4.2. Circulation Weather Types and Winter Precipitation

The three empirical orthogonal functions (EOF) that account for more than 96% of the variance and their corresponding principal components have been calculated (not shown) for the extended winter season from 2000 to 2021.

Figure 4 shows the value of the information criterion as defined in Equation (1) used for the selection of the optimum number of CWTs. As expected, it shows an increase in the information criterion as it grows the number of CWTs. A good compromise between a high score of the information criterion value and a small number of CWTs has been found for five, seven, and ten circulation weather types. Seven circulation weather types have been considered as a reasonable compromise and termed as: (1) Cyclonic regime (C), (2) Western regime (W), (3) NAO- regime, (4) Atlantic Ridge regime (AR), (5) NAO+ regime, (6) Scandinavian Blocking regime (SB) and (7) Anticyclonic regime (A). These results are coherent with those obtained by other authors [15,22].
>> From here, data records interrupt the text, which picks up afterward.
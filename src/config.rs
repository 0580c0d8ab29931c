//! Configuration loading
//!
//! Sources, lowest precedence first:
//! 1. Built-in defaults
//! 2. TOML file (`linescript.toml`, or the path in `LINESCRIPT_CONFIG_PATH`)
//! 3. `.env` file, loaded into the process environment
//! 4. Environment variables prefixed `LINESCRIPT_`, `__` between levels
//!    (`LINESCRIPT_RUNTIME__FRAME_INTERVAL_MS=8`)
//! 5. Programmatic overrides from `ConfigBuilder`

use anyhow::{Context, Result};
use config::{Environment, File, FileFormat};
use serde::Deserialize;
use std::path::PathBuf;
use std::time::Duration;

pub const CONFIG_PATH_ENV: &str = "LINESCRIPT_CONFIG_PATH";
const DEFAULT_CONFIG_FILE: &str = "linescript.toml";
const ENV_PREFIX: &str = "LINESCRIPT";

#[derive(Debug, Clone, Deserialize)]
#[serde(default)]
pub struct Config {
    pub runtime: RuntimeConfig,
    pub storage: StorageConfig,
    pub network: NetworkConfig,
    pub log: LogConfig,
}

#[derive(Debug, Clone, Deserialize)]
pub struct RuntimeConfig {
    /// TICK pacing; a TICK body waits one frame plus its own delay
    pub frame_interval_ms: u64,
    /// Initial TRACE state of each run
    pub trace: bool,
}

#[derive(Debug, Clone, Deserialize)]
pub struct StorageConfig {
    /// Backing file for STORE/LOAD; in-memory when absent
    pub path: Option<PathBuf>,
}

#[derive(Debug, Clone, Deserialize)]
pub struct NetworkConfig {
    pub timeout_secs: u64,
}

#[derive(Debug, Clone, Deserialize)]
pub struct LogConfig {
    /// `tracing_subscriber::EnvFilter` directive; `RUST_LOG` wins if set
    pub filter: String,
}

impl RuntimeConfig {
    pub fn frame_interval(&self) -> Duration {
        Duration::from_millis(self.frame_interval_ms)
    }
}

impl NetworkConfig {
    pub fn timeout(&self) -> Duration {
        Duration::from_secs(self.timeout_secs)
    }
}

impl Default for Config {
    fn default() -> Self {
        Self {
            runtime: RuntimeConfig {
                frame_interval_ms: 16,
                trace: false,
            },
            storage: StorageConfig { path: None },
            network: NetworkConfig { timeout_secs: 10 },
            log: LogConfig {
                filter: "info".to_string(),
            },
        }
    }
}

impl Config {
    /// Load from file and environment with no overrides
    pub fn load() -> Result<Self> {
        Self::builder().build()
    }

    pub fn builder() -> ConfigBuilder {
        ConfigBuilder::default()
    }
}

/// Programmatic overrides applied on top of file and environment
#[derive(Debug, Default)]
pub struct ConfigBuilder {
    config_path: Option<PathBuf>,
    frame_interval_ms: Option<u64>,
    trace: Option<bool>,
    storage_path: Option<PathBuf>,
    network_timeout_secs: Option<u64>,
    log_filter: Option<String>,
    skip_env: bool,
}

impl ConfigBuilder {
    pub fn config_path(mut self, path: Option<PathBuf>) -> Self {
        self.config_path = path;
        self
    }

    pub fn frame_interval_ms(mut self, ms: u64) -> Self {
        self.frame_interval_ms = Some(ms);
        self
    }

    pub fn trace(mut self, on: bool) -> Self {
        self.trace = Some(on);
        self
    }

    pub fn storage_path(mut self, path: impl Into<PathBuf>) -> Self {
        self.storage_path = Some(path.into());
        self
    }

    pub fn network_timeout_secs(mut self, secs: u64) -> Self {
        self.network_timeout_secs = Some(secs);
        self
    }

    pub fn log_filter(mut self, filter: impl Into<String>) -> Self {
        self.log_filter = Some(filter.into());
        self
    }

    /// Ignore `.env`, environment variables and the default config file
    ///
    /// An explicit `config_path` is still read.
    pub fn isolated(mut self) -> Self {
        self.skip_env = true;
        self
    }

    pub fn build(self) -> Result<Config> {
        let defaults = Config::default();
        let mut builder = config::Config::builder()
            .set_default("runtime.frame_interval_ms", defaults.runtime.frame_interval_ms)?
            .set_default("runtime.trace", defaults.runtime.trace)?
            .set_default("network.timeout_secs", defaults.network.timeout_secs)?
            .set_default("log.filter", defaults.log.filter)?;

        if !self.skip_env {
            // Missing .env is the normal case
            let _ = dotenvy::dotenv();
        }

        let explicit_path = self.config_path.clone().or_else(|| {
            if self.skip_env {
                None
            } else {
                std::env::var(CONFIG_PATH_ENV).ok().map(PathBuf::from)
            }
        });

        match explicit_path {
            Some(path) => {
                builder = builder.add_source(
                    File::from(path.clone())
                        .format(FileFormat::Toml)
                        .required(true),
                );
            }
            None if !self.skip_env => {
                builder = builder.add_source(
                    File::with_name(DEFAULT_CONFIG_FILE)
                        .format(FileFormat::Toml)
                        .required(false),
                );
            }
            None => {}
        }

        if !self.skip_env {
            builder = builder.add_source(
                Environment::with_prefix(ENV_PREFIX)
                    .prefix_separator("_")
                    .separator("__")
                    .try_parsing(true),
            );
        }

        if let Some(ms) = self.frame_interval_ms {
            builder = builder.set_override("runtime.frame_interval_ms", ms)?;
        }
        if let Some(on) = self.trace {
            builder = builder.set_override("runtime.trace", on)?;
        }
        if let Some(path) = &self.storage_path {
            builder = builder.set_override("storage.path", path.to_string_lossy().to_string())?;
        }
        if let Some(secs) = self.network_timeout_secs {
            builder = builder.set_override("network.timeout_secs", secs)?;
        }
        if let Some(filter) = self.log_filter {
            builder = builder.set_override("log.filter", filter)?;
        }

        let config: Config = builder
            .build()
            .context("Failed to read configuration")?
            .try_deserialize()
            .context("Invalid configuration")?;

        if config.runtime.frame_interval_ms == 0 {
            anyhow::bail!("runtime.frame_interval_ms must be at least 1");
        }
        Ok(config)
    }
}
Figure 5 represents the frequency of occurrence of each CWT for each month of the extended winter season. CWTs are shown in decreasing order of their total probability of precipitation, being cyclonic regime the one with the highest probability and anticyclonic the one with the lowest. As can be seen, the frequency of occurrence of each CWT shows a modulation throughout the months. Certain CWTs are more frequent during the central months of the winter (A, C) whereas others are more dominant at the beginning and at the end (NAO-, AR). Moreover, some CWTs are less frequent at the end (W) or at the beginning of the winter (SB), and others do not fluctuate as much in frequency (NAO+).
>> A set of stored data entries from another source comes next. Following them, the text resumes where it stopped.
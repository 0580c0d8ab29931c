//! Tests for ENTITY NEW and COMP SET/GET/HAS/DEL

use super::helpers::*;
use crate::interpreter::{RuntimeError, Val};
use maplit::hashmap;

#[tokio::test]
async fn test_entity_ids_strictly_increase() {
    let harness = run_program("ENTITY NEW INTO a\nENTITY NEW INTO b\nENTITY NEW INTO c").await;
    let (a, b, c) = (harness.num("a"), harness.num("b"), harness.num("c"));
    assert!(a < b && b < c, "ids {} {} {}", a, b, c);
}

#[tokio::test]
async fn test_component_round_trip() {
    let harness = run_program(
        "ENTITY NEW INTO e\n\
         COMP SET e pos {\"x\": 1, \"y\": 2}\n\
         COMP SET e hp 10\n\
         COMP GET e pos INTO pos\n\
         COMP GET e hp INTO hp\n\
         COMP HAS e pos INTO has_pos\n\
         COMP HAS e vel INTO has_vel",
    )
    .await;
    assert_eq!(
        harness.get("pos"),
        Val::Obj(hashmap! {
            "x".to_string() => Val::Num(1.0),
            "y".to_string() => Val::Num(2.0),
        })
    );
    assert_eq!(harness.num("hp"), 10.0);
    assert_eq!(harness.get("has_pos"), Val::Bool(true));
    assert_eq!(harness.get("has_vel"), Val::Bool(false));
}

#[tokio::test]
async fn test_value_falls_back_to_expression() {
    let harness = run_program("SET speed TO 3\nENTITY NEW INTO e\nCOMP SET e vel speed * 2\nCOMP GET e vel INTO v").await;
    assert_eq!(harness.num("v"), 6.0);
}

#[tokio::test]
async fn test_delete_then_has_is_false() {
    let harness = run_program(
        "ENTITY NEW INTO e\n\
         COMP SET e tag true\n\
         COMP DEL e tag\n\
         COMP HAS e tag INTO has\n\
         COMP GET e tag INTO value",
    )
    .await;
    assert_eq!(harness.get("has"), Val::Bool(false));
    assert_eq!(harness.get("value"), Val::Null);
}

#[tokio::test]
async fn test_literal_entity_ids() {
    let harness = run_program("ENTITY NEW INTO e\nCOMP SET 1 name \"first\"\nCOMP GET e name INTO n").await;
    assert_eq!(harness.num("e"), 1.0);
    assert_eq!(harness.get("n"), Val::Str("first".into()));
}

#[tokio::test]
async fn test_entities_are_per_run() {
    let mut harness = Harness::new();
    harness.run("ENTITY NEW INTO a\nENTITY NEW INTO b").await.unwrap();
    assert_eq!(harness.num("b"), 2.0);
    harness.run("ENTITY NEW INTO a").await.unwrap();
    assert_eq!(harness.num("a"), 1.0);
}

#[tokio::test]
async fn test_non_entity_variable_fails() {
    let (_, err) = run_failing("SET e TO \"hero\"\nCOMP SET e hp 1").await;
    assert!(matches!(err, RuntimeError::TypeMismatch { .. }));
}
Table 3. Frequency of occurrence (Freq), contribution to total precipitation (CTP), probability of precipitation higher than 0.5 mm day⁻¹ (PoP), probability of precipitation as snow (PoS), probability of heavy snowfall higher than 30 mm day⁻¹ (PoHS), mean water precipitation rate (MPR), mean snow rate (MSR) and median of air temperature (MAT) for each CWT. Relevant values are marked in bold.
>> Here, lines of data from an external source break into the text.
//! Test helpers for interpreter tests
//!
//! Common utilities for building runtimes with in-memory host capabilities

use anyhow::{anyhow, Result};
use serde_json::Value as JsonValue;
use std::collections::HashMap;
use std::sync::Arc;
use std::time::Duration;

use crate::host::{
    Host, KeyboardState, MemorySink, MemoryStore, Network, RecordingSurface, ScriptedDialog,
    Surface,
};
use crate::interpreter::{RuntimeError, Runtime, RuntimeSettings, Val};

/// Canned HTTP responses keyed by URL
#[derive(Debug, Default)]
pub struct StubNetwork {
    pages: HashMap<String, String>,
}

impl StubNetwork {
    pub fn new(pages: HashMap<String, String>) -> Self {
        Self { pages }
    }
}

impl Network for StubNetwork {
    fn fetch_text(&self, url: &str) -> Result<String> {
        self.pages
            .get(url)
            .cloned()
            .ok_or_else(|| anyhow!("404 for {}", url))
    }

    fn fetch_json(&self, url: &str) -> Result<JsonValue> {
        Ok(serde_json::from_str(&self.fetch_text(url)?)?)
    }
}

/// A runtime plus handles on every in-memory capability it was built with
pub struct Harness {
    pub runtime: Runtime,
    pub output: Arc<MemorySink>,
    pub surface: Arc<RecordingSurface>,
    pub keyboard: Arc<KeyboardState>,
    pub dialog: Arc<ScriptedDialog>,
    pub storage: Arc<MemoryStore>,
}

impl Harness {
    pub fn new() -> Self {
        Self::build(RuntimeSettings::default(), Vec::new(), HashMap::new())
    }

    /// Harness with a custom frame interval (TICK pacing)
    pub fn with_frame_interval(millis: u64) -> Self {
        let settings = RuntimeSettings {
            frame_interval: Duration::from_millis(millis),
            ..RuntimeSettings::default()
        };
        Self::build(settings, Vec::new(), HashMap::new())
    }

    /// Harness whose INPUT prompts get `answers` in order
    pub fn with_answers(answers: Vec<Option<String>>) -> Self {
        Self::build(RuntimeSettings::default(), answers, HashMap::new())
    }

    /// Harness whose FETCH/FETCHJSON read from `pages`
    pub fn with_pages(pages: HashMap<String, String>) -> Self {
        Self::build(RuntimeSettings::default(), Vec::new(), pages)
    }

    fn build(
        settings: RuntimeSettings,
        answers: Vec<Option<String>>,
        pages: HashMap<String, String>,
    ) -> Self {
        let output = Arc::new(MemorySink::new());
        let surface = Arc::new(RecordingSurface::new());
        let keyboard = Arc::new(KeyboardState::new());
        let dialog = Arc::new(ScriptedDialog::new(answers));
        let storage = Arc::new(MemoryStore::default());

        let host = Host {
            output: output.clone(),
            keyboard: keyboard.clone(),
            dialog: dialog.clone(),
            storage: storage.clone(),
            network: Arc::new(StubNetwork::new(pages)),
            ..Host::default()
        };

        Self {
            runtime: Runtime::new(host, settings),
            output,
            surface,
            keyboard,
            dialog,
            storage,
        }
    }

    /// Run the top level only; loops and timers keep going
    pub async fn start(&mut self, source: &str) -> Result<(), RuntimeError> {
        let surface: Arc<dyn Surface> = self.surface.clone();
        self.runtime.start(source, Some(surface)).await
    }

    /// Run the top level and wait for every WHILE/FOR it started
    pub async fn run(&mut self, source: &str) -> Result<(), RuntimeError> {
        self.start(source).await?;
        self.runtime.settle().await
    }

    pub fn get(&self, name: &str) -> Val {
        self.runtime
            .get(name)
            .unwrap_or_else(|| panic!("Variable {} is not defined", name))
    }

    pub fn num(&self, name: &str) -> f64 {
        match self.get(name) {
            Val::Num(n) => n,
            other => panic!("Expected {} to be a number, got {:?}", name, other),
        }
    }

    pub fn output(&self) -> Vec<String> {
        self.output.lines()
    }
}

/// Run `source` to completion, panicking on failure
pub async fn run_program(source: &str) -> Harness {
    let mut harness = Harness::new();
    harness.run(source).await.expect("Program failed");
    harness
}

/// Run `source` to completion and return its error
pub async fn run_failing(source: &str) -> (Harness, RuntimeError) {
    let mut harness = Harness::new();
    let err = harness
        .run(source)
        .await
        .expect_err("Program should have failed");
    (harness, err)
}

/// Let spawned tasks run without moving the clock
pub async fn let_tasks_run() {
    for _ in 0..32 {
        tokio::task::yield_now().await;
    }
}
CWT	Freq (%)	CTP (%)	PoP (%)	PoS (%)	PoHS (%)	MPR (mm/Day)	MSR (mm/Day)	MAT (°C)
SB	16.9	8.3	29.3	47.7	4.3	8.1	13.1	2.6
W	11.8	20.6	71.2	38.1	7.2	12.0	17.2	1.2
NAO-	13.7	26.2	70.1	61.0	9.3	13.3	22.9	0.0
C	8.1	16.0	72.2	42.4	11.3	13.4	21.8	1.3
AR	17.0	12.0	38.3	67.2	5.8	8.9	13.9	0.6
NAO+	17.9	10.6	34.5	52.5	5.9	8.3	13.5	1.6
A	14.6	6.2	26.9	31.5	8.2	7.7	15.5	3.5

contains information about the main characteristics of each CWT. As can be seen, W, NAO- and C show the highest probability of precipitation but only W and NAO- account significantly for total winter precipitation. The high precipitation rate associated with these two CWTs seems consistent given their low frequency. At the same time, NAO- shows the highest snow precipitation rate, the lowest median air temperature and the second highest probability of heavy snowfall among all the CWT, only surpassed by C.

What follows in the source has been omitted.